# On Demand Just switched to FIO internet



## davidpoe (Jan 18, 2008)

I used to have Verizon DSL at 3mb download. I have switched to 20/5 fios internet. There is no difference in the length of time the HR21 takes to download an HD show. On my Mac, my downloads are out of this world. Any reason why the Directv servers are slow? By the way I didn't switch to FIOS TV due to no Sunday Ticket, and no YES or SNY in my area, but my neighbor did. The picture quality is very impressive and their on Demand is truly instantaneous. When Verizon adds some more HD channels it is going to be hard to stick with DTV.
Dave in NJ


----------



## 2dogz (Jun 14, 2008)

Just because you have a 20 mbps pipe to your local CO's router doesn't mean that the rest of the internet has that big a pipe resting idle waiting for you to request a movie. Very few servers on the net have the bandwidth and speed to fill your pipe while servicing another fifty users at the same time.

The D* download service is new. I'm sure they will adjust things if/when it becomes popular and demand justifies the costs.


----------



## tcusta00 (Dec 31, 2007)

There are a few additional considerations, in addition to your bandwidth. There's also current internet traffic, as 2dogz said, plus the speed from the source.


----------



## davidpoe (Jan 18, 2008)

Come on guys, the HR21 or DTV servers are super slooooowwwwwww. How big are these files? How come I can download 700 mb mpegs on my Mac in less than a minute, but a 30 minute standard def takes over a half of an hour. It is not my network because I have downloaded large Xbox 360 demos on the same bridge in minutes. Just wondering.


----------



## Stuart Sweet (Jun 19, 2006)

I'm moving this to the On Demand Discussion forum.


----------



## RAD (Aug 5, 2002)

davidpoe said:


> Come on guys, the HR21 or DTV servers are super slooooowwwwwww. How big are these files? How come I can download 700 mb mpegs on my Mac in less than a minute, but a 30 minute standard def takes over a half of an hour. It is not my network because I have downloaded large Xbox 360 demos on the same bridge in minutes. Just wondering.


But the path through the internet to the D* VOD servers is most likely NOT taking the same path as your Xbox 360 demo's, so comparing the two isn't valid. There are points all over the internet where bottle necks can and do occur and because the connection isn't owned by one company from end to end there's no single place you can go to to get it fixed.

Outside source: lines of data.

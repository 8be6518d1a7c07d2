//! Shared test helpers for integration tests.
#![allow(dead_code)]

use std::collections::BTreeSet;
use std::path::{Path, PathBuf};

use crossmap_core::config::MappingConfig;
use crossmap_core::graph::identifier::ControlId;
use crossmap_core::graph::relationship_set::RelationshipSet;
use crossmap_core::ingest::read_rows;
use crossmap_core::phases::build::{build_relationships, BuildOutcome};
use crossmap_core::phases::resolve::PairwiseMapping;

// ---------------------------------------------------------------------------
// Fixture path resolution
// ---------------------------------------------------------------------------

/// Resolve `tests/fixtures/{name}` relative to the workspace root.
pub fn fixture_path(name: &str) -> PathBuf {
    let manifest_dir = env!("CARGO_MANIFEST_DIR");
    Path::new(manifest_dir)
        .join("../../tests/fixtures")
        .join(name)
        .canonicalize()
        .unwrap_or_else(|_| {
            Path::new(manifest_dir)
                .join("../../tests/fixtures")
                .join(name)
        })
}

/// Default hub configuration pointed at a fixture file.
pub fn fixture_config(name: &str) -> MappingConfig {
    MappingConfig {
        input_path: fixture_path(name).to_string_lossy().to_string(),
        ..Default::default()
    }
}

// ---------------------------------------------------------------------------
// Phase runners
// ---------------------------------------------------------------------------

/// Ingest + build for the given configuration.
pub fn build_from_config(config: &MappingConfig) -> BuildOutcome {
    let batch = read_rows(&config.input_path).expect("Failed to read fixture");
    let peers = config.resolved_peers(&batch.headers);
    build_relationships(&batch.rows, &config.anchor, &peers).expect("Build failed")
}

/// Relationship set of a fixture under the default configuration.
pub fn fixture_set(name: &str) -> RelationshipSet {
    build_from_config(&fixture_config(name)).set
}

// ---------------------------------------------------------------------------
// Extractors
// ---------------------------------------------------------------------------

pub fn id(s: &str) -> ControlId {
    ControlId::new(s).expect("blank identifier")
}

/// Identifier strings of one standard, in list order.
pub fn list_of(set: &RelationshipSet, standard: &str) -> Vec<String> {
    set.identifiers(standard)
        .map(|ids| ids.iter().map(|c| c.to_string()).collect())
        .unwrap_or_default()
}

/// Related items of one primary item as strings.
pub fn related_of(mapping: &PairwiseMapping, item: &str) -> Vec<String> {
    mapping
        .related(item)
        .map(|ids| ids.iter().map(|c| c.to_string()).collect())
        .unwrap_or_default()
}

/// Every association as an owned `(primary_item, secondary_item)` pair.
pub fn association_pairs(mapping: &PairwiseMapping) -> BTreeSet<(String, String)> {
    mapping
        .associations()
        .map(|(a, b)| (a.to_string(), b.to_string()))
        .collect()
}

As for your speed, I have a 6Mbps/768Kbps DSL connection and I can start to watch a SD VOD program just about right away (need to let it start up the download first) and it never hits the end of the buffer.


----------



## tcusta00 (Dec 31, 2007)

davidpoe said:


> Come on guys, the HR21 or DTV servers are super slooooowwwwwww. How big are these files? How come I can download 700 mb mpegs on my Mac in less than a minute, but a 30 minute standard def takes over a half of an hour. It is not my network because I have downloaded large Xbox 360 demos on the same bridge in minutes. Just wondering.

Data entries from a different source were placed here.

//! Sequential phase orchestrator with timing.

use std::collections::HashMap;
use std::path::Path;
use std::time::Instant;

use log::{debug, info};

use crate::config::{MappingConfig, RunReport};
use crate::error::Result;
use crate::graph::relationship_set::RelationshipSet;
use crate::ingest::{read_rows, RowBatch};
use crate::output::{build_report, write_json, write_tables, ControlMapping, RowCounts};
use crate::phases;
use crate::phases::export::ExportTable;
use crate::phases::resolve::{PairwiseMapping, PairwiseResolver, ResolutionIndex};

/// Intermediate document written next to the tables.
pub const DOCUMENT_FILE: &str = "control_mapping.json";
/// Run report written next to the tables.
pub const REPORT_FILE: &str = "crossmap_report.json";

/// Phase labels for progress reporting.
const PHASE_LABELS: &[(&str, &str)] = &[
    ("ingest", "Reading input rows"),
    ("build", "Building relationships"),
    ("index", "Indexing links"),
    ("resolve", "Resolving standard pairs"),
    ("export", "Exporting tables"),
];

/// Progress callback type: (phase_name, label).
pub type ProgressCallback = Box<dyn FnMut(&str, &str)>;

/// Working state handed from phase to phase.
#[derive(Default)]
struct RunState {
    batch: RowBatch,
    set: RelationshipSet,
    counts: RowCounts,
    index: Option<ResolutionIndex>,
    mappings: Vec<PairwiseMapping>,
    tables: Vec<ExportTable>,
}

/// Type alias for phase function closures to keep signatures readable.
type PhaseFn = Box<dyn FnOnce(&MappingConfig, &mut RunState) -> Result<()>>;

/// Everything a run produces.
#[derive(Debug, Clone)]
pub struct RunOutput {
    pub document: ControlMapping,
    pub tables: Vec<ExportTable>,
    pub report: RunReport,
}

/// Execute the full pipeline on `config.input_path`.
///
/// When `config.output_dir` is set the document, the tables and the report
/// are written there as well.
pub fn run_pipeline(
    config: &MappingConfig,
    progress_callback: Option<ProgressCallback>,
) -> Result<RunOutput> {
    let mut phase_fns: Vec<(&str, PhaseFn)> = vec![
        (
            "ingest",
            Box::new(|config, state| {
                state.batch = read_rows(&config.input_path)?;
                debug!(
                    "read {} rows with {} columns from {}",
                    state.batch.rows.len(),
                    state.batch.headers.len(),
                    config.input_path
                );
                Ok(())
            }),
        ),
        (
            "build",
            Box::new(|config, state| {
                let peers = config.resolved_peers(&state.batch.headers);
                let outcome =
                    phases::build::build_relationships(&state.batch.rows, &config.anchor, &peers)?;
                state.set = outcome.set;
                state.counts = RowCounts {
                    rows_read: outcome.rows_read,
                    rows_skipped: outcome.rows_skipped,
                };
                Ok(())
            }),
        ),
    ];
    phase_fns.extend(resolution_phases());

    execute(config, RunState::default(), phase_fns, progress_callback)
}

/// Run index → resolve → export on an already built document.
pub fn resolve_document(
    document: &ControlMapping,
    config: &MappingConfig,
    progress_callback: Option<ProgressCallback>,
) -> Result<RunOutput> {
    let state = RunState {
        set: RelationshipSet::from_document(document),
        ..Default::default()
    };
    execute(config, state, resolution_phases(), progress_callback)
}

fn resolution_phases() -> Vec<(&'static str, PhaseFn)> {
    vec![
        (
            "index",
            Box::new(|config, state| {
                let index = ResolutionIndex::from_config(&state.set, config)?;
                if let ResolutionIndex::Hub(hub) = &index {
                    debug!("{} items of {} carry peer links", hub.hub_item_count(), hub.hub());
                }
                state.index = Some(index);
                Ok(())
            }),
        ),
        (
            "resolve",
            Box::new(|config, state| {
                let index = match state.index.take() {
                    Some(index) => index,
                    None => ResolutionIndex::from_config(&state.set, config)?,
                };
                let mut mappings = PairwiseResolver::new(&state.set, &index).resolve_all()?;
                if let (ResolutionIndex::Direct(direct), false) =
                    (&index, config.include_empty_tables)
                {
                    let before = mappings.len();
                    mappings.retain(|m| direct.has_pair(m.primary(), m.secondary()));
                    debug!("skipped {} pairs with no direct links", before - mappings.len());
                }
                state.mappings = mappings;
                state.index = Some(index);
                Ok(())
            }),
        ),
        (
            "export",
            Box::new(|config, state| {
                state.tables = state.mappings.iter().map(phases::export::export).collect();
                let empty = state.mappings.iter().filter(|m| !m.has_associations()).count();
                if empty > 0 {
                    debug!("{empty} of {} tables carry no associations", state.tables.len());
                }
                if let Some(dir) = &config.output_dir {
                    write_json(&state.set.to_document(), Path::new(dir).join(DOCUMENT_FILE))?;
                    let written = write_tables(dir, &state.tables)?;
                    info!("wrote {} tables to {dir}", written.len());
                }
                Ok(())
            }),
        ),
    ]
}

fn execute(
    config: &MappingConfig,
    mut state: RunState,
    phase_fns: Vec<(&str, PhaseFn)>,
    mut progress_callback: Option<ProgressCallback>,
) -> Result<RunOutput> {
    let mut timings: HashMap<String, f64> = HashMap::new();
    let total_start = Instant::now();

    for (name, phase_fn) in phase_fns {
        // Report progress
        if let Some(ref mut cb) = progress_callback {
            let label = PHASE_LABELS
                .iter()
                .find(|(n, _)| *n == name)
                .map(|(_, l)| *l)
                .unwrap_or(name);
            cb(name, label);
        }

        let start = Instant::now();
        phase_fn(config, &mut state)?;
        timings.insert(name.to_string(), start.elapsed().as_secs_f64());
    }

    let total_ms = total_start.elapsed().as_secs_f64() * 1000.0;
    let mode = state
        .index
        .as_ref()
        .map(ResolutionIndex::mode)
        .unwrap_or(config.mode);
    let report = build_report(
        config,
        mode,
        &state.set,
        &state.tables,
        state.counts,
        &timings,
        total_ms,
    );
    if let Some(dir) = &config.output_dir {
        write_json(&report, Path::new(dir).join(REPORT_FILE))?;
    }

    Ok(RunOutput {
        document: state.set.to_document(),
        tables: state.tables,
        report,
    })
}

#[cfg(test)]
mod tests {
    use super::*;
    use crate::config::ResolutionMode;
    use crate::error::CrossmapError;
    use std::cell::RefCell;
    use std::rc::Rc;

    fn document() -> ControlMapping {
        serde_json::from_value(serde_json::json!({
            "lists": {"Master": ["GL-1"], "SOC2": ["CC1.1"], "ISO27001": ["5.1"]},
            "relationships": [["Master", "GL-1", "SOC2", "CC1.1"]]
        }))
        .unwrap()
    }

    #[test]
    fn resolve_document_reports_resolution_phases() {
        let seen = Rc::new(RefCell::new(Vec::new()));
        let sink = Rc::clone(&seen);
        let cb: ProgressCallback =
            Box::new(move |name, _label| sink.borrow_mut().push(name.to_string()));

        let output = resolve_document(&document(), &MappingConfig::default(), Some(cb)).unwrap();
        assert_eq!(*seen.borrow(), vec!["index", "resolve", "export"]);
        assert_eq!(output.tables.len(), 3);
        assert!(output.report.metadata.contains_key("phase_timings"));
    }

    #[test]
    fn direct_mode_skips_empty_tables() {
        let config = MappingConfig {
            mode: ResolutionMode::Direct,
            ..Default::default()
        };
        let output = resolve_document(&document(), &config, None).unwrap();
        let names: Vec<String> = output.tables.iter().map(|t| t.file_name()).collect();
        assert_eq!(names, vec!["Master_vs_SOC2.csv"]);
        assert_eq!(output.report.metadata["mode"], serde_json::json!("direct"));
        assert_eq!(output.report.metadata["hub"], serde_json::Value::Null);

        let config = MappingConfig {
            include_empty_tables: true,
            ..config
        };
        let output = resolve_document(&document(), &config, None).unwrap();
        assert_eq!(output.tables.len(), 3);
    }

    #[test]
    fn unknown_hub_fails_the_run() {
        let config = MappingConfig {
            hub: "Central".to_string(),
            ..Default::default()
        };
        assert!(matches!(
            resolve_document(&document(), &config, None),
            Err(CrossmapError::InvalidStandard(_))
        ));
    }
}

No one is blaming your network. 

"There's also *current internet traffic*, as 2dogz said, plus the *speed from the source*."

Was my response not believable?


----------



## Alebob911 (Mar 22, 2007)

I asked the same question about speed awhile ago and after thinking about it for awhile, I think its the whole format of how its done. I think for most people they think they need to completely download before they start watching and with the color guide for the download progress that is deceiving also. I think they should have it set up in a way that after you choose the show you want to watch, it buffers then starts the show. It could have a screen that shows the title and a "program buffering" statement then starts after it downloads a predetermined buffer. I believe that when the average non DBSTalk member uses DOD, they will find it slow since they are led to think they have to wait until the progress meter is in the green before watching the show.


----------



## davidpoe (Jan 18, 2008)

Man you guys love directv, are you all on the payroll? I would go on a limb and say that downloads from DTV are slower than any other source that I go to regularly. You would just think that going from a 3 mb dl speed to 20 would give some benefit, thats all. I've noticed it on every other website, especially video sharing sites, and with on demand for the xbox 360.


----------



## RAD (Aug 5, 2002)

D* did change the progress bar to show you an estimate of when you can start watching a program with low chance of hitting the end of the buffer. Red probably will hit end of buffer, yellow take your chances and green you should be OK.


----------



## RAD (Aug 5, 2002)

davidpoe said:


> Man you guys love directv, are you all on the payroll? I would go on a limb and say that downloads from DTV are slower than any other source that I go to regularly. You would just think that going from a 3 mb dl speed to 20 would give some benefit, thats all. I've noticed it on every other website, especially video sharing sites, and with on demand for the xbox 360.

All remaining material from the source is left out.